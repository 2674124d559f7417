use log::debug;

use crate::game::display::GameDisplay;
use crate::game::engine::{Engine, EngineConfig};
use crate::game::input_source::InputSource;
use crate::game::renderer::GameRenderer;
use crate::input_handler::InputError;

pub struct GameLoop<I: InputSource, R: GameRenderer> {
    engine: Engine,
    ui: GameDisplay,
    input_source: I,
    renderer: R,
}

impl<I: InputSource, R: GameRenderer> GameLoop<I, R> {
    pub fn new(input_source: I, renderer: R, config: EngineConfig) -> Self {
        Self {
            engine: Engine::with_config(config),
            ui: GameDisplay::new(),
            input_source,
            renderer,
        }
    }

    pub fn run(&mut self) {
        loop {
            let current_turn = self.engine.to_move();
            self.renderer
                .render(&mut self.ui, &self.engine, current_turn);

            if let Some(message) = self.engine.result().message() {
                println!("{}", message);
                break;
            }

            match self.input_source.get_move(current_turn) {
                Ok(Some(input)) => match self.engine.make_move_from_input(input) {
                    Ok(game_move) => {
                        debug!("{} played {}", current_turn, game_move);
                        if let Some(delay) = self.renderer.frame_delay() {
                            std::thread::sleep(delay);
                        }
                    }
                    Err(error) => println!("error: {}", error),
                },
                Ok(None) => println!("Invalid input"),
                Err(InputError::UserExit) => break,
                Err(error) => println!("error: {}", error),
            }
        }
    }
}
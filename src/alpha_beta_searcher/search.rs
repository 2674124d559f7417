//! Alpha-beta search algorithm implementation.
//!
//! # Core Algorithm
//!
//! Alpha-beta pruning is an optimization of minimax search that maintains a window [alpha, beta]
//! representing the range of scores that matter. Once `beta <= alpha` at a node, the remaining
//! moves there cannot change the result and are skipped. The algorithm returns the same score as
//! minimax over the same move ordering but explores fewer nodes.
//!
//! Moves are explored in generator order and the first move reaching the best score is kept,
//! so a search is fully deterministic for a given position and depth.
//!
//! # Value semantics
//!
//! Applying a move yields a new state. Sibling branches each start from their parent's
//! unchanged state, so there is nothing to undo after a recursive call returns.
//!
//! ## Parallel Search
//! Root moves can be searched in parallel, each on its own copy of the state and with a full
//! window. The first move with the best exact score is chosen, which is the move the
//! sequential search picks.

use std::cmp::{max, min};
use std::sync::atomic::{AtomicUsize, Ordering};
use std::time::{Duration, Instant};

use log::debug;
use rayon::prelude::*;
#[cfg(feature = "instrumentation")]
use tracing::instrument;

use super::{Evaluator, GameMove, GameState, MoveCollection, MoveGenerator};

/// Initial `alpha`, and the running best of a maximizing node before any move is scored.
pub const NEGATIVE_INFINITY: i32 = i32::MIN;
/// Initial `beta`, and the running best of a minimizing node before any move is scored.
pub const POSITIVE_INFINITY: i32 = i32::MAX;

/// Search configuration parameters.
struct SearchConfig {
    depth: u8,
    parallel: bool,
}

impl SearchConfig {
    fn new(depth: u8, parallel: bool) -> Self {
        Self { depth, parallel }
    }
}

/// Statistics collected during search.
struct SearchStats {
    position_count: AtomicUsize,
    cutoff_count: AtomicUsize,
    last_score: Option<i32>,
    last_duration: Option<Duration>,
}

impl SearchStats {
    fn new() -> Self {
        Self {
            position_count: AtomicUsize::new(0),
            cutoff_count: AtomicUsize::new(0),
            last_score: None,
            last_duration: None,
        }
    }

    fn increment(&self) {
        self.position_count.fetch_add(1, Ordering::Relaxed);
    }

    fn increment_cutoffs(&self) {
        self.cutoff_count.fetch_add(1, Ordering::Relaxed);
    }

    fn reset(&mut self) {
        self.last_score = None;
        self.last_duration = None;
        self.position_count.store(0, Ordering::Relaxed);
        self.cutoff_count.store(0, Ordering::Relaxed);
    }

    fn record_result(&mut self, score: i32, duration: Duration) {
        self.last_score = Some(score);
        self.last_duration = Some(duration);
    }

    fn count(&self) -> usize {
        self.position_count.load(Ordering::Relaxed)
    }

    fn cutoffs(&self) -> usize {
        self.cutoff_count.load(Ordering::Relaxed)
    }
}

pub struct SearchContext {
    config: SearchConfig,
    stats: SearchStats,
}

impl SearchContext {
    pub fn new(depth: u8) -> Self {
        Self::with_parallel(depth, false)
    }

    pub fn with_parallel(depth: u8, parallel: bool) -> Self {
        Self {
            config: SearchConfig::new(depth, parallel),
            stats: SearchStats::new(),
        }
    }

    pub fn set_parallel(&mut self, parallel: bool) {
        self.config.parallel = parallel;
    }

    pub fn is_parallel(&self) -> bool {
        self.config.parallel
    }

    pub fn set_search_depth(&mut self, depth: u8) {
        self.config.depth = depth;
    }

    pub fn search_depth(&self) -> u8 {
        self.config.depth
    }

    pub fn reset_stats(&mut self) {
        self.stats.reset();
    }

    pub fn searched_position_count(&self) -> usize {
        self.stats.count()
    }

    pub fn cutoff_count(&self) -> usize {
        self.stats.cutoffs()
    }

    pub fn last_score(&self) -> Option<i32> {
        self.stats.last_score
    }

    pub fn last_search_duration(&self) -> Option<Duration> {
        self.stats.last_duration
    }

    fn increment_position_count(&self) {
        self.stats.increment();
    }

    fn increment_cutoffs(&self) {
        self.stats.increment_cutoffs();
    }
}

/// Updates best score and move if new score is better.
/// Returns true if best_score was updated. Ties keep the earlier move.
fn update_best<M: Clone>(
    score: i32,
    candidate_move: &M,
    maximizing_player: bool,
    best_score: &mut i32,
    best_move: &mut Option<M>,
) -> bool {
    let is_better = if maximizing_player {
        score > *best_score
    } else {
        score < *best_score
    };

    if is_better {
        *best_score = score;
        *best_move = Some(candidate_move.clone());
    }
    is_better
}

#[inline]
fn worst_score(maximizing_player: bool) -> i32 {
    if maximizing_player {
        NEGATIVE_INFINITY
    } else {
        POSITIVE_INFINITY
    }
}

/// Searches the position to the context's depth, for the player to move.
///
/// This is the main entry point for the search algorithm. It resets the context's
/// statistics, runs the search (in parallel at the root when the context asks for it) and
/// records the score and duration.
///
/// # Returns
///
/// `(score, best_move)`. `best_move` is `None` when the depth is 0 or there is no legal
/// move; the score is then the static evaluation of the position.
///
/// # Examples
///
/// ```ignore
/// let mut context = SearchContext::new(4);
/// let (score, best_move) = alpha_beta_search(&mut context, &position, &move_gen, &evaluator);
/// ```
#[cfg_attr(feature = "instrumentation", instrument(skip_all))]
pub fn alpha_beta_search<S, G, E>(
    context: &mut SearchContext,
    state: &S,
    move_generator: &G,
    evaluator: &E,
) -> (i32, Option<G::Move>)
where
    S: GameState,
    G: MoveGenerator<S>,
    E: Evaluator<S>,
{
    context.reset_stats();
    let depth = context.search_depth();
    let maximizing_player = state.is_maximizing_player();
    debug!("alpha-beta search depth: {}", depth);

    let start = Instant::now();
    let (score, best_move) = if context.is_parallel() && depth > 0 {
        search_root_parallel(
            context,
            state,
            move_generator,
            evaluator,
            depth,
            maximizing_player,
        )
    } else {
        alpha_beta(
            context,
            state,
            move_generator,
            evaluator,
            depth,
            NEGATIVE_INFINITY,
            POSITIVE_INFINITY,
            maximizing_player,
        )
    };
    let elapsed = start.elapsed();

    context.stats.record_result(score, elapsed);
    debug!(
        "searched {} positions ({} cutoffs) in {:?}, score {}",
        context.searched_position_count(),
        context.cutoff_count(),
        elapsed,
        score
    );

    (score, best_move)
}

fn search_root_parallel<S, G, E>(
    context: &SearchContext,
    state: &S,
    move_generator: &G,
    evaluator: &E,
    depth: u8,
    maximizing_player: bool,
) -> (i32, Option<G::Move>)
where
    S: GameState,
    G: MoveGenerator<S>,
    E: Evaluator<S>,
{
    context.increment_position_count();

    let candidates = move_generator.generate_moves(state);
    if candidates.is_empty() {
        return (evaluator.evaluate(state, depth), None);
    }

    let results: Vec<Option<(i32, G::Move)>> = candidates
        .as_ref()
        .par_iter()
        .map(|game_move| {
            let child = game_move.apply(state).ok()?;
            let (score, _) = alpha_beta(
                context,
                &child,
                move_generator,
                evaluator,
                depth - 1,
                NEGATIVE_INFINITY,
                POSITIVE_INFINITY,
                !maximizing_player,
            );
            Some((score, game_move.clone()))
        })
        .collect();

    let mut best_score = worst_score(maximizing_player);
    let mut best_move = None;

    for (score, game_move) in results.into_iter().flatten() {
        update_best(
            score,
            &game_move,
            maximizing_player,
            &mut best_score,
            &mut best_move,
        );
    }

    (best_score, best_move)
}

/// Core alpha-beta minimax search with pruning.
///
/// Recursively searches the game tree using alpha-beta pruning. The [alpha, beta] window
/// represents the range of scores that matter - once it closes, the remaining moves at this
/// node are pruned.
///
/// # Parameters
///
/// - `depth` - Remaining search depth (decrements each ply)
/// - `alpha` - Lower bound of search window
/// - `beta` - Upper bound of search window
/// - `maximizing_player` - True if the player to move wants to maximize score
///
/// # Returns
///
/// The score of this position and the first move reaching it. At depth 0, or when the
/// player to move has no legal move, the position is evaluated and no move is returned.
/// Moves that fail to apply are skipped.
#[allow(clippy::too_many_arguments)]
#[cfg_attr(feature = "instrumentation", instrument(skip_all))]
pub fn alpha_beta<S, G, E>(
    context: &SearchContext,
    state: &S,
    move_generator: &G,
    evaluator: &E,
    depth: u8,
    mut alpha: i32,
    mut beta: i32,
    maximizing_player: bool,
) -> (i32, Option<G::Move>)
where
    S: GameState,
    G: MoveGenerator<S>,
    E: Evaluator<S>,
{
    context.increment_position_count();

    if depth == 0 {
        return (evaluator.evaluate(state, 0), None);
    }

    let candidates = move_generator.generate_moves(state);
    if candidates.is_empty() {
        return (evaluator.evaluate(state, depth), None);
    }

    let mut best_score = worst_score(maximizing_player);
    let mut best_move = None;

    for game_move in candidates.as_ref().iter() {
        let child = match game_move.apply(state) {
            Ok(child) => child,
            Err(error) => {
                debug!("skipping {:?}: {:?}", game_move, error);
                continue;
            }
        };

        let (score, _) = alpha_beta(
            context,
            &child,
            move_generator,
            evaluator,
            depth - 1,
            alpha,
            beta,
            !maximizing_player,
        );

        update_best(
            score,
            game_move,
            maximizing_player,
            &mut best_score,
            &mut best_move,
        );

        if maximizing_player {
            alpha = max(alpha, score);
        } else {
            beta = min(beta, score);
        }

        if beta <= alpha {
            context.increment_cutoffs();
            break;
        }
    }

    (best_score, best_move)
}

/// Plain minimax over the same move ordering, without pruning. Visits every node up to
/// `depth`; useful as a reference for the pruned search.
pub fn minimax<S, G, E>(
    state: &S,
    move_generator: &G,
    evaluator: &E,
    depth: u8,
    maximizing_player: bool,
) -> (i32, Option<G::Move>)
where
    S: GameState,
    G: MoveGenerator<S>,
    E: Evaluator<S>,
{
    if depth == 0 {
        return (evaluator.evaluate(state, 0), None);
    }

    let candidates = move_generator.generate_moves(state);
    if candidates.is_empty() {
        return (evaluator.evaluate(state, depth), None);
    }

    let mut best_score = worst_score(maximizing_player);
    let mut best_move = None;

    for game_move in candidates.as_ref().iter() {
        if let Ok(child) = game_move.apply(state) {
            let (score, _) = minimax(
                &child,
                move_generator,
                evaluator,
                depth - 1,
                !maximizing_player,
            );
            update_best(
                score,
                game_move,
                maximizing_player,
                &mut best_score,
                &mut best_move,
            );
        }
    }

    (best_score, best_move)
}
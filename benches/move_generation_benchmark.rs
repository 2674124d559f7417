use uttt::board::GlobalBoard;
use uttt::evaluate::evaluate;
use uttt::move_generation::legal_moves;
use uttt::uttt_board;

use criterion::{black_box, criterion_group, criterion_main, Criterion};

fn criterion_benchmark(c: &mut Criterion) {
    let empty = GlobalBoard::new();
    let busy = uttt_board! {
        XOX|O..|X.O
        .O.|.X.|..X
        X..|..O|O..
        ...|X.O|...
        OX.|.O.|X..
        O..|X..|.X.
        ..X|...|O..
        ..O|X..|...
        X..|.O.|.O.
    };

    c.bench_function("legal moves, free choice on empty board", |b| {
        b.iter(|| legal_moves(black_box(&empty), None))
    });
    c.bench_function("legal moves, free choice mid-game", |b| {
        b.iter(|| legal_moves(black_box(&busy), None))
    });
    c.bench_function("evaluate mid-game", |b| {
        b.iter(|| evaluate(black_box(&busy)))
    });
}

criterion_group!(benches, criterion_benchmark);
criterion_main!(benches);
//! Protocol command - JSON requests on stdin, responses on stdout

use uttt::protocol::Protocol;

use super::Command;

/// JSON line protocol mode
#[derive(structopt::StructOpt)]
pub struct ProtocolArgs {
    // No arguments needed for protocol mode
}

impl Command for ProtocolArgs {
    fn execute(self) {
        let mut protocol = Protocol::new();
        if let Err(error) = protocol.run() {
            eprintln!("protocol error: {}", error);
            std::process::exit(1);
        }
    }
}
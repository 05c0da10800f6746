//! Hunter.io API client library
//!
//! Wraps the Hunter.io v2 email verification and email count endpoints
//! behind thin clients, with an in-memory store of fetched results and a
//! service façade combining the two.
//!
//! ```no_run
//! use hunterio::{EmailCountQuery, HunterService, ServiceError};
//!
//! # async fn run() -> Result<(), ServiceError> {
//! let mut service = HunterService::new("your-api-key");
//!
//! let verification = service.verify_and_save("patrick@stripe.com").await?;
//! println!("status: {}", verification["status"]);
//!
//! let count = service
//!     .count_and_save(&EmailCountQuery::Domain("stripe.com".to_string()))
//!     .await?;
//! println!("emails known: {}", count["total"]);
//! # Ok(())
//! # }
//! ```

pub mod api;
pub mod cache;
pub mod config;
pub mod service;

pub use api::{ApiError, EmailCountClient, EmailCountQuery, VerifierClient};
pub use cache::{ResultStore, StoreError};
pub use config::ClientConfig;
pub use service::{HunterService, ServiceError};
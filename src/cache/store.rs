//! In-memory store for fetched API results
//!
//! Provides a `ResultStore` mapping a string key (an email address, domain
//! or company name) to the JSON payload last fetched for it. Entries live
//! only as long as the store; there is no expiry and no persistence.

use std::collections::HashMap;

use chrono::{DateTime, Utc};
use serde_json::Value;
use thiserror::Error;

/// Errors that can occur when operating on stored results
#[derive(Debug, Error, PartialEq, Eq)]
pub enum StoreError {
    /// The key has no saved result
    #[error("'{0}' not found in saved results")]
    NotFound(String),
}

/// A stored result plus the time it was recorded
#[derive(Debug, Clone)]
struct StoredResult {
    /// The JSON payload as returned by the API
    value: Value,
    /// When the entry was saved or last updated
    saved_at: DateTime<Utc>,
}

/// In-memory associative store of API results
///
/// Mutating methods take `&mut self`; exclusive access is enforced by the
/// borrow checker rather than a lock, matching the single-owner usage in
/// [`HunterService`](crate::service::HunterService).
#[derive(Debug, Clone, Default)]
pub struct ResultStore {
    entries: HashMap<String, StoredResult>,
}

impl ResultStore {
    /// Creates an empty store
    pub fn new() -> Self {
        Self::default()
    }

    /// Saves a result under the given key, overwriting any previous entry
    pub fn save(&mut self, key: impl Into<String>, value: Value) {
        self.entries.insert(
            key.into(),
            StoredResult {
                value,
                saved_at: Utc::now(),
            },
        );
    }

    /// Returns the saved result for the key, or `None` if absent
    pub fn get(&self, key: &str) -> Option<&Value> {
        self.entries.get(key).map(|entry| &entry.value)
    }

    /// Returns when the key was saved or last updated, or `None` if absent
    pub fn saved_at(&self, key: &str) -> Option<DateTime<Utc>> {
        self.entries.get(key).map(|entry| entry.saved_at)
    }

    /// Checks whether the key has a saved result
    pub fn has(&self, key: &str) -> bool {
        self.entries.contains_key(key)
    }

    /// Replaces the result for an existing key.
    ///
    /// # Errors
    /// Returns [`StoreError::NotFound`] if the key has no saved result.
    pub fn update(&mut self, key: &str, value: Value) -> Result<(), StoreError> {
        match self.entries.get_mut(key) {
            Some(entry) => {
                entry.value = value;
                entry.saved_at = Utc::now();
                Ok(())
            }
            None => Err(StoreError::NotFound(key.to_string())),
        }
    }

    /// Removes the result for an existing key and returns it.
    ///
    /// # Errors
    /// Returns [`StoreError::NotFound`] if the key has no saved result.
    pub fn delete(&mut self, key: &str) -> Result<Value, StoreError> {
        match self.entries.remove(key) {
            Some(entry) => Ok(entry.value),
            None => Err(StoreError::NotFound(key.to_string())),
        }
    }

    /// Iterates over all saved results
    pub fn iter(&self) -> impl Iterator<Item = (&str, &Value)> {
        self.entries
            .iter()
            .map(|(key, entry)| (key.as_str(), &entry.value))
    }

    /// Iterates over all saved keys
    pub fn keys(&self) -> impl Iterator<Item = &str> {
        self.entries.keys().map(String::as_str)
    }

    /// Number of saved results
    pub fn len(&self) -> usize {
        self.entries.len()
    }

    /// Whether the store has no saved results
    pub fn is_empty(&self) -> bool {
        self.entries.is_empty()
    }
}
use glam::Vec2;
use rand::Rng;

use crate::{config::FieldConfig, zone::ExclusionZone};

/// Horizontal acceleration applied every tick a particle spends in the zone.
pub const ZONE_PUSH: f32 = 0.1;

#[derive(Debug, Clone, Copy, PartialEq)]
pub struct Particle {
    pub position: Vec2,
    pub velocity: Vec2,
    pub radius: f32,
}

/// Samples a point uniformly over `size`, drawing again while it lands in
/// `zone`. Gives up after `max_attempts` draws and keeps the last one, so a
/// zone covering the whole canvas still terminates.
///
/// Returns the accepted point and how many draws it took.
pub fn sample_position<R: Rng + ?Sized>(
    rng: &mut R,
    size: Vec2,
    zone: &ExclusionZone,
    max_attempts: u32,
) -> (Vec2, u32) {
    let mut attempts = 0;
    loop {
        let point = Vec2::new(rng.gen::<f32>() * size.x, rng.gen::<f32>() * size.y);
        attempts += 1;

        if !zone.contains(point) || attempts >= max_attempts {
            return (point, attempts);
        }
    }
}

impl Particle {
    pub fn new(position: Vec2, velocity: Vec2, radius: f32) -> Self {
        Self {
            position,
            velocity,
            radius,
        }
    }

    pub fn spawn<R: Rng + ?Sized>(rng: &mut R, size: Vec2, config: &FieldConfig) -> Self {
        let zone = config.zone.zone_for(size);
        let (position, attempts) =
            sample_position(rng, size, &zone, config.max_spawn_attempts);
        if zone.contains(position) {
            log::debug!(
                "Spawn sampling gave up after {attempts} attempts, keeping ({:.1}, {:.1})",
                position.x,
                position.y
            );
        }

        let velocity = Vec2::new(
            rng.gen_range(-0.5f32..0.5) * config.speed,
            rng.gen_range(-0.5f32..0.5) * config.speed,
        );

        Self {
            position,
            velocity,
            radius: rng.gen_range(1.0f32..3.0),
        }
    }

    /// Moves by one tick of velocity and bounces off the canvas edges.
    ///
    /// A component is only reflected while the particle is outside the
    /// bounds and still heading away from them, so a particle stranded by a
    /// shrinking canvas travels back in.
    pub fn advance(&mut self, size: Vec2) {
        self.position += self.velocity;

        if (self.position.x < 0.0 && self.velocity.x < 0.0)
            || (self.position.x > size.x && self.velocity.x > 0.0)
        {
            self.velocity.x = -self.velocity.x;
        }
        if (self.position.y < 0.0 && self.velocity.y < 0.0)
            || (self.position.y > size.y && self.velocity.y > 0.0)
        {
            self.velocity.y = -self.velocity.y;
        }
    }

    /// Nudges the particle out of `zone` horizontally. Returns whether the
    /// particle was inside.
    pub fn repel(&mut self, zone: &ExclusionZone, max_speed: f32) -> bool {
        if !zone.contains(self.position) {
            return false;
        }

        self.velocity.x += if self.position.x > zone.center_x() {
            ZONE_PUSH
        } else {
            -ZONE_PUSH
        };
        self.velocity = self
            .velocity
            .clamp(Vec2::splat(-max_speed), Vec2::splat(max_speed));

        true
    }
}

#[cfg(test)]
mod tests {
    use rand::{rngs::StdRng, SeedableRng};

    use super::*;

    const SIZE: Vec2 = Vec2::new(800.0, 600.0);

    fn zone() -> ExclusionZone {
        FieldConfig::default().zone.zone_for(SIZE)
    }

    #[test]
    fn spawn_respects_ranges() {
        let config = FieldConfig::default();
        let mut rng = StdRng::seed_from_u64(7);

        for _ in 0..500 {
            let p = Particle::spawn(&mut rng, SIZE, &config);
            assert!((0.0..=SIZE.x).contains(&p.position.x));
            assert!((0.0..=SIZE.y).contains(&p.position.y));
            assert!(p.velocity.x.abs() <= config.speed / 2.0);
            assert!(p.velocity.y.abs() <= config.speed / 2.0);
            assert!((1.0..3.0).contains(&p.radius));
        }
    }

    #[test]
    fn spawn_avoids_zone() {
        let config = FieldConfig::default();
        let zone = zone();
        let mut rng = StdRng::seed_from_u64(11);

        let inside = (0..500)
            .map(|_| Particle::spawn(&mut rng, SIZE, &config))
            .filter(|p| zone.contains(p.position))
            .count();
        assert_eq!(inside, 0);
    }

    #[test]
    fn sampling_gives_up_on_full_cover() {
        let cover = ExclusionZone {
            left: f32::NEG_INFINITY,
            right: f32::INFINITY,
            top: f32::NEG_INFINITY,
            bottom: f32::INFINITY,
        };
        let mut rng = StdRng::seed_from_u64(3);

        let (point, attempts) = sample_position(&mut rng, SIZE, &cover, 50);
        assert_eq!(attempts, 50);
        assert!(cover.contains(point));
    }

    #[test]
    fn advance_reflects_outward_motion_only() {
        let mut p = Particle::new(Vec2::new(799.8, 300.0), Vec2::new(0.5, 0.0), 1.0);
        p.advance(SIZE);
        assert!(p.position.x > SIZE.x);
        assert_eq!(p.velocity.x, -0.5);

        p.advance(SIZE);
        assert!(p.position.x < SIZE.x);
        assert_eq!(p.velocity.x, -0.5);

        // stranded far outside but already heading back
        let mut p = Particle::new(Vec2::new(-50.0, 700.0), Vec2::new(0.2, -0.2), 1.0);
        p.advance(SIZE);
        assert_eq!(p.velocity, Vec2::new(0.2, -0.2));
    }

    #[test]
    fn repel_pushes_away_from_center() {
        let zone = zone();
        let mut right = Particle::new(Vec2::new(500.0, 300.0), Vec2::ZERO, 1.0);
        let mut left = Particle::new(Vec2::new(300.0, 300.0), Vec2::ZERO, 1.0);

        assert!(right.repel(&zone, 1.0));
        assert!(left.repel(&zone, 1.0));
        assert_eq!(right.velocity.x, ZONE_PUSH);
        assert_eq!(left.velocity.x, -ZONE_PUSH);
    }

    #[test]
    fn repel_clamps_velocity() {
        let zone = zone();
        let mut p = Particle::new(Vec2::new(500.0, 300.0), Vec2::new(0.95, -3.0), 1.0);
        p.repel(&zone, 1.0);
        assert_eq!(p.velocity, Vec2::new(1.0, -1.0));
    }

    #[test]
    fn repel_ignores_outside() {
        let mut p = Particle::new(Vec2::new(20.0, 300.0), Vec2::new(3.0, 3.0), 1.0);
        assert!(!p.repel(&zone(), 1.0));
        assert_eq!(p.velocity, Vec2::new(3.0, 3.0));
    }
}
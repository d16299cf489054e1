pub fn multiple_of(mut value: u32, multiple: u32) -> u32 {
    let remainder = value % multiple;
    if remainder != 0 {
        value += multiple - remainder;
    }

    value
}

/// Converts one sRGB-encoded channel to linear light, for surfaces whose
/// format applies the sRGB curve on write.
pub fn srgb_to_linear(channel: f32) -> f32 {
    if channel <= 0.04045 {
        channel / 12.92
    } else {
        ((channel + 0.055) / 1.055).powf(2.4)
    }
}

#[cfg(test)]
mod tests {
    use super::*;

    #[test]
    fn rounds_up_to_multiple() {
        assert_eq!(multiple_of(0, 64), 0);
        assert_eq!(multiple_of(1, 64), 64);
        assert_eq!(multiple_of(64, 64), 64);
        assert_eq!(multiple_of(65, 64), 128);
    }

    #[test]
    fn srgb_endpoints() {
        assert_eq!(srgb_to_linear(0.0), 0.0);
        assert!((srgb_to_linear(1.0) - 1.0).abs() < 1e-6);
        assert!(srgb_to_linear(0.5) < 0.5);
    }
}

════════════════

Problem: Of the lines in the listing above, count those containing the word "pruned", and state the count alone.

Exercise answer: 2